Lexicon Beeldende Kunstenaars

Pieter Scheen (1980)

Gepubliceerd op 29-01-2021

Muys, nicolaas

betekenis & definitie

Ged. Rotterdam 21 april 1740, overl.

Rotterdam 28 februari 1808. Woonde en werkte in Rotterdam. Werd in de jaren 1782,1783,1786 en 1792 tot hoofdman van hetSt. Lucasgilde aldaar gekozen, maar weigerde in 1792 het hoofdmanschap te aanvaarden. In het gildeboek staat hij vermeld als ‘fijnschilder’. Hij was corrector bij het tekengenootschap ‘Hierdoor tot Hooger’. Leerling van zijn vader W. Muys (tekenen) en van A.

Schouman. Schilderde binnenhuizen en portretten; heeft ook enkele etsen vervaardigd. Een van zijn bekende werken stelde voor: marktgezicht met een menigte figuren. Gaf les aan G. Groenewegen en F. Montauban van Swijndregt.

AMSTERDAM -Amsterdams Historisch Museum (vml. Museum Fodor): verschillend gevogelte (tekening in kleuren, naar M. d’Hondecoeter). -Rijksmuseum: Robbert Muys en echtgenote (gem.N. Muys Pt Ao MDCCLXXVIII). -Rijksprentenkabinet: tekening(en).
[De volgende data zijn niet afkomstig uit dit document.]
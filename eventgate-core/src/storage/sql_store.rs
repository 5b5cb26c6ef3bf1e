//! SQLite-backed store for users, events, participations and blocks

use super::errors::StoreResult;
use super::traits::{AdmitOutcome, BlockInsert, EventStore, ParticipationStore, RelationshipStore};
use crate::config::StoreConfig;
use crate::core_event::{
    BlockSummary, Event, EventAccess, EventId, NewEvent, NewUser, Participant, PrivacySettings,
    Timestamp, UserId,
};
use crate::metrics::{Timer, ADMIT_DURATION_MS};
use r2d2::Pool;
use r2d2_sqlite::SqliteConnectionManager;
use rusqlite::{
    ffi, params, Connection, ErrorCode, OptionalExtension, Row, ToSql, TransactionBehavior,
};
use std::collections::HashSet;
use std::time::Duration;

const EVENT_COLUMNS: &str = "SELECT e.id, e.owner_id, e.slug, e.title, e.capacity,
        e.allow_unregistered_viewers, e.require_verified_to_view, e.require_verified_to_join,
        e.hide_organizer_until_joined, e.hide_participants_until_joined, e.created_at,
        u.name, u.email,
        EXISTS(SELECT 1 FROM event_participants p WHERE p.event_id = e.id AND p.user_id = ?2)
     FROM events e JOIN users u ON u.id = e.owner_id";

/// Which constraint a failed statement tripped
#[derive(Debug, Clone, Copy, PartialEq, Eq)]
enum Violation {
    Unique,
    ForeignKey,
}

fn constraint_violation(err: &rusqlite::Error) -> Option<Violation> {
    match err {
        rusqlite::Error::SqliteFailure(e, _) if e.code == ErrorCode::ConstraintViolation => {
            match e.extended_code {
                ffi::SQLITE_CONSTRAINT_PRIMARYKEY | ffi::SQLITE_CONSTRAINT_UNIQUE => {
                    Some(Violation::Unique)
                }
                ffi::SQLITE_CONSTRAINT_FOREIGNKEY => Some(Violation::ForeignKey),
                _ => None,
            }
        }
        _ => None,
    }
}

fn timestamp_at(row: &Row<'_>, idx: usize) -> rusqlite::Result<Timestamp> {
    let millis: i64 = row.get(idx)?;
    Ok(Timestamp::from_millis(millis.max(0) as u64))
}

fn capacity_from(raw: Option<i64>) -> Option<u32> {
    raw.map(|c| c.clamp(0, u32::MAX as i64) as u32)
}

fn privacy_at(row: &Row<'_>, first: usize) -> rusqlite::Result<PrivacySettings> {
    Ok(PrivacySettings {
        allow_unregistered_viewers: row.get(first)?,
        require_verified_to_view: row.get(first + 1)?,
        require_verified_to_join: row.get(first + 2)?,
        hide_organizer_until_joined: row.get(first + 3)?,
        hide_participants_until_joined: row.get(first + 4)?,
    })
}

fn event_from_row(row: &Row<'_>) -> rusqlite::Result<Event> {
    Ok(Event {
        id: EventId(row.get(0)?),
        owner_id: UserId(row.get(1)?),
        slug: row.get(2)?,
        title: row.get(3)?,
        capacity: capacity_from(row.get(4)?),
        privacy: privacy_at(row, 5)?,
        created_at: timestamp_at(row, 10)?,
        organizer_name: row.get(11)?,
        organizer_email: row.get(12)?,
        viewer_is_participant: Some(row.get(13)?),
        participants: Vec::new(),
        participant_count: 0,
    })
}

fn participant_from_row(row: &Row<'_>) -> rusqlite::Result<Participant> {
    Ok(Participant {
        user_id: UserId(row.get(0)?),
        name: row.get(1)?,
        email: row.get(2)?,
        bio: row.get(3)?,
        languages: row.get(4)?,
        joined_at: timestamp_at(row, 5)?,
    })
}

fn query_participants(conn: &Connection, event_id: EventId) -> StoreResult<Vec<Participant>> {
    let mut stmt = conn.prepare_cached(
        "SELECT u.id, u.name, u.email, u.bio, u.languages, p.joined_at
         FROM event_participants p JOIN users u ON u.id = p.user_id
         WHERE p.event_id = ?1
         ORDER BY p.joined_at ASC, p.rowid ASC",
    )?;
    let participants = stmt
        .query_map(params![event_id.0], participant_from_row)?
        .collect::<Result<Vec<_>, _>>()?;
    Ok(participants)
}

/// SQLite store implementing every store trait
pub struct SqlStore {
    pool: Pool<SqliteConnectionManager>,
}

impl SqlStore {
    /// Wrap an existing pool and bring its schema up to date
    pub fn new(pool: Pool<SqliteConnectionManager>) -> StoreResult<Self> {
        super::migrations::migrate(&pool)?;
        Ok(Self { pool })
    }

    /// Open the database described by `config`
    pub fn open(config: &StoreConfig) -> StoreResult<Self> {
        if config.is_in_memory() {
            return Self::in_memory_with_timeout(config.busy_timeout);
        }

        let busy_timeout = config.busy_timeout;
        let enable_wal = config.enable_wal;
        let manager = SqliteConnectionManager::file(&config.database_path).with_init(
            move |conn: &mut Connection| {
                conn.pragma_update(None, "foreign_keys", true)?;
                conn.busy_timeout(busy_timeout)?;
                if enable_wal {
                    let _mode: String = conn.pragma_update_and_check(
                        None,
                        "journal_mode",
                        "WAL",
                        |row| row.get(0),
                    )?;
                }
                Ok(())
            },
        );

        let pool = Pool::builder().max_size(config.pool_size).build(manager)?;
        tracing::info!(
            path = %config.database_path.display(),
            pool_size = config.pool_size,
            wal = enable_wal,
            "Opened event database"
        );
        Self::new(pool)
    }

    /// Private in-memory database (each `:memory:` connection is its own
    /// database, so the pool holds exactly one)
    pub fn in_memory() -> StoreResult<Self> {
        Self::in_memory_with_timeout(Duration::from_secs(5))
    }

    fn in_memory_with_timeout(busy_timeout: Duration) -> StoreResult<Self> {
        let manager = SqliteConnectionManager::memory().with_init(move |conn: &mut Connection| {
            conn.pragma_update(None, "foreign_keys", true)?;
            conn.busy_timeout(busy_timeout)
        });
        let pool = Pool::builder().max_size(1).build(manager)?;
        Self::new(pool)
    }

    // ===== Seeding =====

    /// Insert a user row
    pub fn insert_user(&self, user: &NewUser) -> StoreResult<UserId> {
        let conn = self.pool.get()?;
        conn.execute(
            "INSERT INTO users (name, email, bio, languages, email_verified, is_admin, created_at)
             VALUES (?1, ?2, ?3, ?4, ?5, ?6, ?7)",
            params![
                user.name,
                user.email,
                user.bio,
                user.languages,
                user.email_verified,
                user.is_admin,
                Timestamp::now().as_millis() as i64,
            ],
        )?;
        Ok(UserId(conn.last_insert_rowid()))
    }

    /// Insert an event row
    pub fn insert_event(&self, event: &NewEvent) -> StoreResult<EventId> {
        let conn = self.pool.get()?;
        conn.execute(
            "INSERT INTO events (owner_id, slug, title, capacity,
                allow_unregistered_viewers, require_verified_to_view, require_verified_to_join,
                hide_organizer_until_joined, hide_participants_until_joined, created_at)
             VALUES (?1, ?2, ?3, ?4, ?5, ?6, ?7, ?8, ?9, ?10)",
            params![
                event.owner_id.0,
                event.slug,
                event.title,
                event.capacity.map(i64::from),
                event.privacy.allow_unregistered_viewers,
                event.privacy.require_verified_to_view,
                event.privacy.require_verified_to_join,
                event.privacy.hide_organizer_until_joined,
                event.privacy.hide_participants_until_joined,
                Timestamp::now().as_millis() as i64,
            ],
        )?;
        Ok(EventId(conn.last_insert_rowid()))
    }

    // ===== Event loading =====

    fn load_event(
        &self,
        filter: &str,
        key: &dyn ToSql,
        viewer: Option<UserId>,
    ) -> StoreResult<Option<Event>> {
        let mut conn = self.pool.get()?;
        // Row and roster come from one snapshot so the count matches the list
        let tx = conn.transaction()?;

        let sql = format!("{} WHERE {}", EVENT_COLUMNS, filter);
        let event = tx
            .query_row(&sql, params![key, viewer.map(|v| v.0)], event_from_row)
            .optional()?;

        let Some(mut event) = event else {
            return Ok(None);
        };
        if viewer.is_none() {
            event.viewer_is_participant = None;
        }

        event.participants = query_participants(&tx, event.id)?;
        event.participant_count = event.participants.len() as u32;
        tx.commit()?;

        Ok(Some(event))
    }

    fn admit_locked(
        &self,
        event_id: EventId,
        user_id: UserId,
        joined_at: Timestamp,
    ) -> StoreResult<AdmitOutcome> {
        let mut conn = self.pool.get()?;

        // IMMEDIATE takes the write lock before the count is read, so a
        // concurrent joiner waits (busy_timeout) instead of reading the same count.
        // Every early return drops `tx`, which rolls back.
        let tx = conn.transaction_with_behavior(TransactionBehavior::Immediate)?;

        let seats: Option<(Option<i64>, i64)> = tx
            .query_row(
                "SELECT e.capacity,
                        (SELECT COUNT(*) FROM event_participants p WHERE p.event_id = e.id)
                 FROM events e WHERE e.id = ?1",
                params![event_id.0],
                |row| Ok((row.get(0)?, row.get(1)?)),
            )
            .optional()?;

        let Some((capacity, count)) = seats else {
            return Ok(AdmitOutcome::EventNotFound);
        };

        let count = count.max(0) as u32;
        if let Some(capacity) = capacity_from(capacity) {
            if count >= capacity {
                return Ok(AdmitOutcome::Full { capacity, count });
            }
        }

        let inserted = tx.execute(
            "INSERT INTO event_participants (event_id, user_id, joined_at) VALUES (?1, ?2, ?3)",
            params![event_id.0, user_id.0, joined_at.as_millis() as i64],
        );

        if let Err(err) = inserted {
            return match constraint_violation(&err) {
                Some(Violation::Unique) => Ok(AdmitOutcome::AlreadyJoined),
                Some(Violation::ForeignKey) => Ok(AdmitOutcome::UnknownUser),
                None => Err(err.into()),
            };
        }

        tx.commit()?;
        Ok(AdmitOutcome::Admitted)
    }
}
DORDRECHT -Dordrechts Museum: landschap met vee; de hoefsmid (beide aquarellen). ROTTERDAM -Gemeentearchief: ca 25 tekeningen. -Museum Boymans-van Beuningen: de kunstbeschouwing (gem. N.

Muys Pt Ao 1779); interieur (gem. N. Muys Pt MDCCXCI); de belachelijke jonker (gem. N. Muys 1777); Fanny, het gelukzalige berouw (gem. N.

Muys f Ao 1775); Melanie, rampzalige kloosterdwang (grisaille gem. N. Muys Ao 1776); liefdadigheid; enige tekeningen. Immerzeel; Luns; Plasschaert; Scheen 1946 en 1970; Thieme-Becker; Van Hall port.; Waller; Wurzbach.